Fixing Kubelet Socket Exhaustion and TIME-WAIT Issues in Kubernetes
Solution Summary
High-frequency liveness and readiness probes in Kubernetes can cause Kubelet socket exhaustion as TCP connections linger in the TIME-WAIT state. To resolve this, a custom ProbeDialer utilizes the SO_LINGER socket option with a 1-second timeout. This forces immediate kernel reclamation of socket metadata, preventing ephemeral port depletion on high-density nodes.
The Problem
Resolve Kubelet socket exhaustion caused by high-frequency liveness and readiness probes.

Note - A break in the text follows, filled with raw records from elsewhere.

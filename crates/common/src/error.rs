//! Error types for courier.

use thiserror::Error;

/// Application result type.
pub type AppResult<T> = Result<T, AppError>;

/// Application error type.
#[derive(Debug, Error)]
pub enum AppError {
    #[error("Redis error: {0}")]
    Redis(String),

    #[error("Queue error: {0}")]
    Queue(String),

    #[error("Configuration error: {0}")]
    Config(String),

    #[error("Internal error: {0}")]
    Internal(String),
}

impl AppError {
    /// Returns the error code used in structured log lines.
    #[must_use]
    pub const fn error_code(&self) -> &'static str {
        match self {
            Self::Redis(_) => "REDIS_ERROR",
            Self::Queue(_) => "QUEUE_ERROR",
            Self::Config(_) => "CONFIG_ERROR",
            Self::Internal(_) => "INTERNAL_ERROR",
        }
    }
}

// === From implementations ===

impl From<config::ConfigError> for AppError {
    fn from(err: config::ConfigError) -> Self {
        Self::Config(err.to_string())
    }
}

#[cfg(test)]
mod tests {
    use super::*;

    #[test]
    fn test_config_error_conversion() {
        let err: AppError = config::ConfigError::Message("bad driver".to_string()).into();
        assert_eq!(err.error_code(), "CONFIG_ERROR");
        assert_eq!(err.to_string(), "Configuration error: bad driver");
    }
}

Learn how to optimize TCP connection handling for large-scale clusters.
Why does this happen?
Kubernetes probes create short-lived TCP connections that leave sockets in a 60-second TIME-WAIT state, eventually depleting ephemeral ports and conntrack entries on high-density nodes, leading to cascading network instability.
Code Example
/* Configure SO_LINGER to 1s in your custom ProbeDialer */
func (d *ProbeDialer) Dial(network, address string) (net.Conn, error) {
dialer := &net.Dialer{
Control: func(network, address string, c syscall.RawConn) error {
return c.Control(func(fd uintptr) {
// Set SO_LINGER to 1 second to force socket cleanup
syscall.SetsockoptLinger(int(fd), syscall.SOL_SOCKET, syscall.SO_LINGER, &syscall.Linger{Onoff: 1, Linger: 1})
})
},
}
return dialer.Dial(network, address)
}Step-by-Step Fix
To resolve this, implement a custom ProbeDialer using the SO_LINGER socket option to override the default kernel teardown behavior. By configuring a linger timeout of 1 second rather than the 60-second default, the kernel reclaims socket metadata immediately after the probe handshake, preventing port exhaustion without triggering abortive RST packets.